A urine test can be requested by a doctor for various reasons. For example, the results from such a test help to determine whether or not one has a urinary tract infection (UTI). Also known as a urinalysis, a urine test can also check the treatments of such conditions as diabetes, kidney stones, high blood pressure (hypertension) and some kidney or liver diseases.
“Urinalysis detects cells, cell fragments, or certain substances, like crystals, protein, or glucose (sugar), in your urine,” explains Cleveland Clinic, “These substances point to a possible problem, like a urinary tract infection or diabetes. Your doctor may perform additional testing if your urine contains cell fragments or other elements not typically found there. Some of these substances, like glucose, may appear in your urine before you know there is a problem.”
Sadly, urine tests have also been conducted for fraudulent purposes.
Texas-based physicians, Robert Wills and Brannon Frank are accused of being perpetrators of such fraud. As reported by the United States Department of Justice last week, the two doctors have agreed to pay a total of $3.9 million to resolve allegations related to unnecessary tests.
According to the DoJ, Wills and Frank knowingly billed Medicare, Medicaid and TRICARE for medically unnecessary urine drug testing. The duo once owned Austin Pain Associates in Austin, Texas. The now-defunct clinic is suspected as the location where the doctors submitted false claims to the federal healthcare programs, starting in 2011.
Wills and Frank allegedly ordered and performed unnecessary urine drug testing.
The two doctors were accused of ordering and performing excessive and unnecessary urine drug testing for patients without any individualized assessment of clinical need. It is alleged that the pair drafted the testing protocols that resulted in unnecessary tests. The two doctors are accused of knowing that their in-house laboratory was conducting an excessive number of tests on urine samples.

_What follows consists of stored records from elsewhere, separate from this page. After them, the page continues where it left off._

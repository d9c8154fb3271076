//! Six-slide presentation outline.

use crate::domain::council::{CouncilOutput, RisksAndOpportunitiesOutput};

const TITLE_PREVIEW_CHARS: usize = 30;

pub fn slide_outline(council: &CouncilOutput, risks: Option<&RisksAndOpportunitiesOutput>) -> String {
    let preview: String = council.scenario_summary.chars().take(TITLE_PREVIEW_CHARS).collect();

    let perspectives = council
        .personas
        .iter()
        .take(3)
        .map(|p| p.title.as_str())
        .collect::<Vec<_>>()
        .join(", ");

    let assessment = &council.csr_assessment;

    let options = council
        .options()
        .iter()
        .map(|o| o.option_name.as_str())
        .collect::<Vec<_>>()
        .join(" vs ");

    let top_risks = match risks {
        Some(r) if !r.risks.is_empty() => r
            .risks
            .iter()
            .take(2)
            .map(|r| r.label.as_str())
            .collect::<Vec<_>>()
            .join(", "),
        _ => "N/A".to_string(),
    };

    [
        "SLIDE OUTLINE".to_string(),
        format!("Slide 1: {}... | Scenario & key assumptions", preview),
        format!("Slide 2: Stakeholder Perspectives | {}", perspectives),
        format!(
            "Slide 3: CSR Assessment | E:{} S:{} G/E:{}",
            assessment.environmental.rating,
            assessment.social.rating,
            assessment.governance_economic.rating
        ),
        format!("Slide 4: Options Analysis | {}", options),
        format!("Slide 5: Recommendation | Why {}", council.recommended().name),
        format!("Slide 6: Risks & Next Steps | {}", top_risks),
    ]
    .join("\n")
    .trim()
    .to_string()
}

#[cfg(test)]
mod tests {
    use super::*;
    use crate::domain::council::fixtures;

    #[test]
    fn renders_six_slides() {
        let outline = slide_outline(&fixtures::council(), Some(&fixtures::risks()));
        let expected = "\
SLIDE OUTLINE
Slide 1: Choose between a sea wall and ... | Scenario & key assumptions
Slide 2: Stakeholder Perspectives | Climate Scientist, Carbon Footprint Analyst, Biodiversity Ecologist
Slide 3: CSR Assessment | E:High S:Medium G/E:Low
Slide 4: Options Analysis | Sea wall vs Nature-based defense
Slide 5: Recommendation | Why Nature-based defense
Slide 6: Risks & Next Steps | Establishment failure, Funding gap";
        assert_eq!(outline, expected);
    }

    #[test]
    fn missing_risks_fall_back_to_na() {
        let outline = slide_outline(&fixtures::council(), None);
        assert!(outline.ends_with("Slide 6: Risks & Next Steps | N/A"));
    }
}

Without the urine tests, it is believed, Austin Pain Associates could not remain profitable. The $3.9 million settlement to resolve the claims will be split between the two accused. “Pursuant to their respective settlement agreements, Wills has agreed to pay $2,100,000 to settle these allegations and Frank has agreed to pay $1,800,000,” the DoJ reports.
Medical services should be about patient care, not profits.

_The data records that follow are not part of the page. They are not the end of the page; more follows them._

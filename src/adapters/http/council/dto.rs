//! HTTP DTOs for the council catalogues.

use serde::Serialize;

use crate::domain::scenario::{PresetScenario, ScenarioType};

/// A preset with the index used to apply it.
#[derive(Debug, Clone, Serialize)]
pub struct PresetResponse {
    pub index: usize,
    pub title: &'static str,
    pub scenario_type: ScenarioType,
    pub scenario: &'static str,
    pub featured: bool,
}

impl PresetResponse {
    pub fn new(index: usize, preset: &PresetScenario) -> Self {
        Self {
            index,
            title: preset.title,
            scenario_type: preset.scenario_type,
            scenario: preset.scenario,
            featured: preset.featured,
        }
    }
}

#[derive(Debug, Clone, Serialize)]
pub struct ScenarioTypeResponse {
    pub value: ScenarioType,
    pub label: &'static str,
}

impl From<ScenarioType> for ScenarioTypeResponse {
    fn from(value: ScenarioType) -> Self {
        Self {
            value,
            label: value.label(),
        }
    }
}
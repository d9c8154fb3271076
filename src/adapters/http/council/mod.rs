//! HTTP adapter for the static council catalogues.

mod dto;
mod handlers;
mod routes;

pub use dto::{PresetResponse, ScenarioTypeResponse};
pub use routes::council_routes;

“The provision of medical services should be based on a patient’s medical needs, not on a physician’s desire to increase profits,” Acting Assistant Attorney General Brian M. Boynton of the Justice Department’s Civil Division is quoted as saying in the DoJ report, “The Department of Justice is committed to taking appropriate action to safeguard the integrity of federal healthcare programs and the welfare of their beneficiaries.”
U.S. Attorney Ashley C. Hoff for the Western District of Texas added the following: “Physicians who bill taxpayer-funded health programs for expensive and medically unnecessary drug tests increase the cost of healthcare for all of us. We will continue to vigorously investigate and prosecute allegations of false claims submitted to Medicare, Medicaid, TRICARE and any other government health program.”